Additional File Supp_Doc_CAI Non

Additional File Supp_Doc_CAI.doc
Non-optimal codon usage in the N-terminal region of effectors
The fraction of optimal codon usage was estimated for effectors and compared with
alien cytoplasmic genes (i.e., genes acquired by horizontal gene transfer), non-alien
cytoplasmic genes, and putative Sec substrates. The putative alien cytoplasmic genes
were defined as genes with cytoplasmic location prediction by PSORTb3.0 and with GC
content between 0.38 and 0.48, assuming similar distribution of GC content with known
effectors. As for the set of putative Sec substrates, genes were selected for which
subcellular location was predicted or annotated as the outer membrane by PSORTb
version 3.0. The codons showing codon frequencies of less than 0.3 were considered
non-optimal because all amino acids have at least one optimal codon with a frequency
over 0.3 in the dataset of LT2. The codon frequency data used were as annotated in
Esty.cut of EMBOSS 2.6. As shown in the Fig.
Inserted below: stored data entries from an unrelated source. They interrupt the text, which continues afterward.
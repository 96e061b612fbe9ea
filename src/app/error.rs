//! Errors surfaced by the `subpool` binary

use crate::app::cli::config::ConfigError;
use crate::broker::BrokerError;
use crate::core::error_handling::ContextualError;
use crate::pool::PoolError;

#[derive(Debug, thiserror::Error)]
pub enum AppError {
    #[error(transparent)]
    Config(#[from] ConfigError),

    #[error(transparent)]
    Pool(#[from] PoolError),

    #[error(transparent)]
    Broker(#[from] BrokerError),

    #[error("Failed to initialise logging: {message}")]
    Logging { message: String },
}

impl ContextualError for AppError {
    fn is_user_actionable(&self) -> bool {
        match self {
            AppError::Config(error) => error.is_user_actionable(),
            AppError::Pool(error) => error.is_user_actionable(),
            AppError::Broker(error) => error.is_user_actionable(),
            AppError::Logging { .. } => true,
        }
    }

    fn user_message(&self) -> Option<&str> {
        match self {
            AppError::Config(error) => error.user_message(),
            AppError::Pool(error) => error.user_message(),
            AppError::Broker(error) => error.user_message(),
            AppError::Logging { message } => Some(message),
        }
    }
}
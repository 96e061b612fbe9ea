//! Reference scenarios for the worker pool

use crate::common::Collected;
use std::collections::HashSet;
use std::time::Duration;
use subpool::broker::{ConnectOptions, InProcessBroker};
use subpool::{PoolError, PoolOptions, Publisher, WorkerPool};

async fn publisher(broker: &InProcessBroker) -> Publisher {
    Publisher::connect(broker, broker.url(), ConnectOptions::new().with_name("scenario"))
        .await
        .expect("Should connect publisher")
}

#[tokio::test]
async fn test_scenario_single_message() {
    let broker = InProcessBroker::new("scenario-a");
    let collected = Collected::default();
    let sink = collected.clone();
    let options = PoolOptions::new()
        .with_pool_size(1)
        .with_queue_capacity(1)
        .with_message_handler(move |message| sink.push(message));
    let pool = WorkerPool::connect(&broker, broker.url(), "test", options)
        .await
        .unwrap();

    publisher(&broker)
        .await
        .publish("test", b"hello".to_vec())
        .await
        .unwrap();
    pool.run().await.unwrap();

    tokio::time::sleep(Duration::from_millis(50)).await;
    assert_eq!(collected.snapshot(), vec!["hello".to_string()]);
    assert!(pool.stop().await.is_ok());
}

#[tokio::test]
async fn test_scenario_run_twice() {
    let broker = InProcessBroker::new("scenario-b");
    let pool = WorkerPool::connect(&broker, broker.url(), "test", PoolOptions::new())
        .await
        .unwrap();

    assert_eq!(pool.run().await, Ok(()));
    assert_eq!(pool.run().await, Err(PoolError::AlreadyRunning));
    assert_eq!(pool.active_workers(), pool.pool_size());

    pool.stop().await.unwrap();
}

#[tokio::test]
async fn test_scenario_stop_twice_without_run() {
    let broker = InProcessBroker::new("scenario-c");
    let pool = WorkerPool::connect(&broker, broker.url(), "test", PoolOptions::new())
        .await
        .unwrap();

    assert_eq!(pool.stop().await, Ok(()));
    assert_eq!(pool.stop().await, Err(PoolError::AlreadyStopped));
}

#[tokio::test(flavor = "multi_thread", worker_threads = 4)]
async fn test_scenario_hundred_messages_four_workers() {
    let broker = InProcessBroker::new("scenario-d");
    let collected = Collected::default();
    let sink = collected.clone();
    let options = PoolOptions::new()
        .with_pool_size(4)
        .with_message_handler(move |message| sink.push(message));
    let pool = WorkerPool::connect(&broker, broker.url(), "test", options)
        .await
        .unwrap();
    pool.run().await.unwrap();

    let publisher = publisher(&broker).await;
    for i in 0..100 {
        publisher
            .publish("test", format!("{}", i).into_bytes())
            .await
            .unwrap();
    }
    pool.stop().await.unwrap();

    let handled = collected.snapshot();
    let unique: HashSet<String> = handled.iter().cloned().collect();
    let expected: HashSet<String> = (0..100).map(|i| i.to_string()).collect();
    assert_eq!(handled.len(), 100);
    assert_eq!(unique, expected);
    assert_eq!(pool.active_workers(), 0);
}

#[tokio::test(flavor = "multi_thread", worker_threads = 4)]
async fn test_concurrent_publishers_are_all_delivered() {
    let broker = InProcessBroker::new("scenario-many-publishers");
    let collected = Collected::default();
    let sink = collected.clone();
    let options = PoolOptions::new()
        .with_pool_size(3)
        .with_queue_capacity(2)
        .with_message_handler(move |message| sink.push(message));
    let pool = WorkerPool::connect(&broker, broker.url(), "test", options)
        .await
        .unwrap();
    pool.run().await.unwrap();

    let mut tasks = Vec::new();
    for producer in 0..4 {
        let publisher = publisher(&broker).await;
        tasks.push(tokio::spawn(async move {
            for i in 0..25 {
                publisher
                    .publish("test", format!("{}-{}", producer, i).into_bytes())
                    .await
                    .unwrap();
            }
        }));
    }
    for task in futures::future::join_all(tasks).await {
        task.unwrap();
    }
    pool.stop().await.unwrap();

    let unique: HashSet<String> = collected.snapshot().into_iter().collect();
    assert_eq!(unique.len(), 100);
}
S2, the fraction of non-optimal codons
of the effector group was higher in the N-terminal region. The set of outer membrane
proteins also showed a similar tendency but had more optimised codons in the
downstream region. Cytoplasmic proteins from proteome and putative alien genes
showed a gradual increase in non-optimal codon usage in the N-terminal region, which
may simply reflect annotation errors regarding TISs. However, these two sets did not
represent a prominent increase in non-optimal codon usage in the N-terminal region as
seen in the putative Sec substrate or known effectors. Hence, this supports our proposal
that the N-terminal codon adaptation index was significantly de-optimized in the
effector group, as described in the main text.
Figure S2 Codon usage in the N-terminal region of effectors is de-optimized.
The sites showing statistically significant difference (Student T-test, p-value ≤ 0.01)
between putative alien cytoplasmic genes and known effectors, are marked by asterisks.